Bone fractures are a serious medical problem for older Americans, including veterans. Almost one-half of all women and one-third of all men are likely to suffer a hip fracture in their older years, and almost one-third of those who break a hip will die within a year.
Neale Weitzmann, Ph.D., a researcher at the Atlanta VA, has discovered an encouraging connection between the operation of the human immune system and its effect on the strength of human bones. His research offers the promise of new ways to regenerate thinning bones and prevent fractures.
Dr. Weitzmann and his team of researchers were among the first to establish an “immuno-skeletal interface.” An immune system that is actively responding to disease or other conditions (e.g., in auto-immune disease) weakens bone structure, leading to more fractures. And Dr. Weitzmann has made another fascinating and hopeful discovery. Once the immune system has brought the disease under control, or is otherwise suppressed by certain anti-inflammatory drugs, it will naturally release a chemical that can strengthen existing bones and promote new bone growth.
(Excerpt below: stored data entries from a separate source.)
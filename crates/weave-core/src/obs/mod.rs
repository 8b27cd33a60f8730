//! Observability: runtime event counters and the sink boundary executors
//! report through.

pub mod metrics;
pub mod sink;

// re-exports
pub use metrics::{EventOps, EventReport, EventState, ModelCounters};
pub use sink::{ExecKind, MetricsEvent, MetricsSink, WriteKind, metrics_report, metrics_reset_all};
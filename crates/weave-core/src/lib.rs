//! Core runtime for Weave: values, the runtime schema catalog, records,
//! eager-load planning, hydration, and nested persistence.
#![warn(unreachable_pub)]

// public exports are one module level down
pub mod db;
pub mod error;
pub mod model;
pub mod obs;
pub mod validate;
pub mod value;

// test
#[cfg(test)]
pub(crate) mod test_fixtures;

///
/// CONSTANTS
///

/// Primary-key field name used when a model does not configure one.
pub const DEFAULT_PRIMARY_KEY: &str = "id";

///
/// Prelude
///
/// Prelude contains only domain vocabulary.
/// No errors, executors, stores, or helpers are re-exported here.
///

pub mod prelude {
    pub use crate::{
        db::{
            query::{Direction, EagerLoadSpec, FindMode, Predicate, Query},
            record::{Record, RecordSet, RelationSlot},
        },
        model::{ModelDef, RelationDef, RelationKind, SchemaCatalog},
        value::{Key, Value},
    };
}
#[test]
fn path_constraints_filter_and_order_the_deepest_node() {
    let catalog = gallery_catalog();
    let storage = seeded_storage(&catalog);
    let session = DbSession::new(&catalog, &storage);

    let tags_query = Query::new()
        .filter(Predicate::ne("name", "tag2"))
        .order_by("id", Direction::Desc);
    let image = session
        .find_first(
            "Images",
            &Query::new().filter(Predicate::eq("id", 1)),
            &EagerLoadSpec::new().path_with("Tags", tags_query),
        )
        .expect("find should succeed")
        .expect("image 1 should exist");

    assert_eq!(keys(&image, "Tags"), ints(&[3, 1]));
}

#[test]
fn root_limit_and_offset_do_not_page_children() {
    let catalog = gallery_catalog();
    let storage = seeded_storage(&catalog);
    let session = DbSession::new(&catalog, &storage);

    let images = session
        .find(
            "Images",
            &Query::new().order_by("id", Direction::Asc).offset(1).limit(2),
            &EagerLoadSpec::from("Tags"),
        )
        .expect("find should succeed");

    assert_eq!(images.keys(), ints(&[2, 3]));
    let first = images.first().expect("image 2 should load");
    assert_eq!(keys(first, "Tags"), ints(&[2, 4]));
}

#[test]
fn count_first_and_aggregates() {
    let catalog = gallery_catalog();
    let storage = seeded_storage(&catalog);
    let session = DbSession::new(&catalog, &storage);

    let count = session
        .count("Images", &Query::new().filter(Predicate::eq("gallery_id", 1)))
        .expect("count should succeed");
    assert_eq!(count, 3);

    let last = session
        .find_first(
            "Images",
            &Query::new().order_by("id", Direction::Desc),
            &EagerLoadSpec::new(),
        )
        .expect("find should succeed")
        .expect("an image should exist");
    assert_eq!(last.key(), Some(Key::Int(5)));

    let grouped = session
        .find(
            "Images",
            &Query::new()
                .select("gallery_id")
                .aggregate(AggregateFn::Count, None, "images")
                .group_by("gallery_id"),
            &EagerLoadSpec::from("Tags"),
        )
        .expect("aggregate find should succeed");
    let counts: Vec<_> = grouped.iter().filter_map(|r| r.get("images")).collect();
    assert_eq!(counts, vec![&Value::Int(3), &Value::Int(2)]);
    assert_eq!(
        storage.calls(StorageOp::FetchJoinRows),
        0,
        "aggregate rows should not be hydrated"
    );
}

#[test]
fn unknown_relationship_fails_before_any_fetch() {
    let catalog = gallery_catalog();
    let storage = seeded_storage(&catalog);
    let session = DbSession::new(&catalog, &storage);

    let err = session
        .find("Galleries", &Query::new(), &EagerLoadSpec::from("Images.Colors"))
        .expect_err("unknown relation should fail");

    assert!(err.is_unknown_relationship());
    assert!(storage.journal().is_empty());
}

#[test]
fn storage_failure_names_model_and_operation() {
    let catalog = gallery_catalog();
    let storage = seeded_storage(&catalog);
    storage.fail_next(
        StorageOp::Fetch,
        "Tags",
        1,
        StorageError::Connection("reset by peer".into()),
    );
    let session = DbSession::new(&catalog, &storage);

    let err = session
        .find("Images", &Query::new(), &EagerLoadSpec::from("Tags"))
        .expect_err("tag fetch should fail");

    assert!(err.is_storage());
    assert!(err.message.contains("storage fetch failed: model=Tags"));
}

#[test]
fn cancelled_find_issues_no_storage_calls() {
    let catalog = gallery_catalog();
    let storage = seeded_storage(&catalog);
    let token = CancelToken::new();
    token.cancel();
    let session = DbSession::new(&catalog, &storage).cancel_token(token);

    let err = session
        .find("Galleries", &Query::new(), &EagerLoadSpec::from("Images"))
        .expect_err("cancelled find should fail");

    assert!(err.is_cancelled());
    assert!(storage.journal().is_empty());
}

#[test]
fn unindexed_session_keeps_positional_sets() {
    let catalog = gallery_catalog();
    let storage = seeded_storage(&catalog);
    let session = DbSession::new(&catalog, &storage).options(SessionOptions {
        indexed: false,
        validate_on_save: true,
    });

    let galleries = session
        .find("Galleries", &Query::new(), &EagerLoadSpec::from("Images"))
        .expect("find should succeed");

    assert!(!galleries.is_indexed());
    let images = galleries
        .get(1)
        .and_then(|g| g.related_many("Images"))
        .expect("second gallery's images should load");
    assert!(!images.is_indexed());
    assert_eq!(images.keys(), ints(&[4, 5]));
}

///
/// DuplicatingStorage
/// Returns every fetched row twice.
///

struct DuplicatingStorage(MemoryStorage);

impl StorageConnection for DuplicatingStorage {
    fn fetch(&self, model: &ModelDef, query: &Query) -> Result<Vec<Row>, StorageError> {
        let rows = self.0.fetch(model, query)?;
        Ok(rows.iter().chain(rows.iter()).cloned().collect())
    }

    fn insert(&self, model: &ModelDef, fields: &Row) -> Result<Key, StorageError> {
        self.0.insert(model, fields)
    }

    fn update(&self, model: &ModelDef, key: &Key, fields: &Row) -> Result<bool, StorageError> {
        self.0.update(model, key, fields)
    }

    fn delete(&self, model: &ModelDef, key: &Key) -> Result<bool, StorageError> {
        self.0.delete(model, key)
    }

    fn fetch_join_rows(
        &self,
        join: &JoinDef,
        locals: &[Key],
    ) -> Result<Vec<JoinRow>, StorageError> {
        self.0.fetch_join_rows(join, locals)
    }

    fn insert_join_row(
        &self,
        join: &JoinDef,
        local: &Key,
        remote: &Key,
    ) -> Result<bool, StorageError> {
        self.0.insert_join_row(join, local, remote)
    }

    fn delete_join_row(
        &self,
        join: &JoinDef,
        local: &Key,
        remote: &Key,
    ) -> Result<bool, StorageError> {
        self.0.delete_join_row(join, local, remote)
    }
}

#[test]
fn duplicate_keys_in_indexed_fetch_are_rejected() {
    let catalog = gallery_catalog();
    let storage = DuplicatingStorage(seeded_storage(&catalog));

    let err = DbSession::new(&catalog, &storage)
        .find("Tags", &Query::new(), &EagerLoadSpec::new())
        .expect_err("indexed sets should reject duplicate keys");
    assert!(err.is_duplicate_key());

    let set = DbSession::new(&catalog, &storage)
        .options(SessionOptions {
            indexed: false,
            validate_on_save: true,
        })
        .find("Tags", &Query::new(), &EagerLoadSpec::new())
        .expect("unindexed sets accept duplicates");
    assert_eq!(set.len(), 12);
}

#[test]
fn delete_clears_join_rows_on_both_sides() {
    let catalog = gallery_catalog();
    let storage = seeded_storage(&catalog);
    let session = DbSession::new(&catalog, &storage);

    let mut tag = session
        .find_first(
            "Tags",
            &Query::new().filter(Predicate::eq("id", 2)),
            &EagerLoadSpec::new(),
        )
        .expect("find should succeed")
        .expect("tag 2 should exist");

    assert!(session.delete(&mut tag).expect("delete should succeed"));
    assert!(!tag.exists());
    assert_eq!(storage.join_rows("images_tags").len(), 10);

    let image = session
        .find_first(
            "Images",
            &Query::new().filter(Predicate::eq("id", 1)),
            &EagerLoadSpec::from("Tags"),
        )
        .expect("find should succeed")
        .expect("image 1 should exist");
    assert_eq!(keys(&image, "Tags"), ints(&[1, 3]));
}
Dr. Weitzmann’s study utilized mice to investigate how drugs used to treat chronic auto-immune diseases such as rheumatoid arthritis affect the skeleton. (Mice are commonly used for research on both human bone and the immune system.) The Weitzmann lab treated mice with a potent drug that suppresses T cells, one of the immune system’s most important “sentinels”. The treated mice had a significant increase in new bone growth resulting in improvements in bone density and structure. These findings provide new insights into the interactions between the immune system and the skeleton that can be targeted to stimulate new bone formation. The Weitzmann team is now studying how this action can be used to regenerate bones to prevent or repair bone damage resulting from osteoporosis, or bone thinning, and thereby reduce the risk of fractures.
Three major articles relating to this work have been published and are listed below:
1. Roser-Page et al. CTLA-4Ig-induced T cell anergy promotes Wnt-10b production and bone formation in a mouse model. Arthritis Rheumatol. 2014;66(4):990-999. (PMID 29522194)
2. Roser-Page et al. CTLA-4Ig (abatacept) balances bone anabolic effects of T cells and Wnt-10b with antianabolic effects of osteoblastic sclerostin. Ann. N. Y. Acad. Sci. 2018. (PMID 29500936).
3. Roser-Page et al. Neutralization of CD40 ligand costimulation promotes bone formation and accretion of vertebral bone mass in mice. Rheumatology (Oxford). 2018;57(6):1105-1114. (PMID 29522194).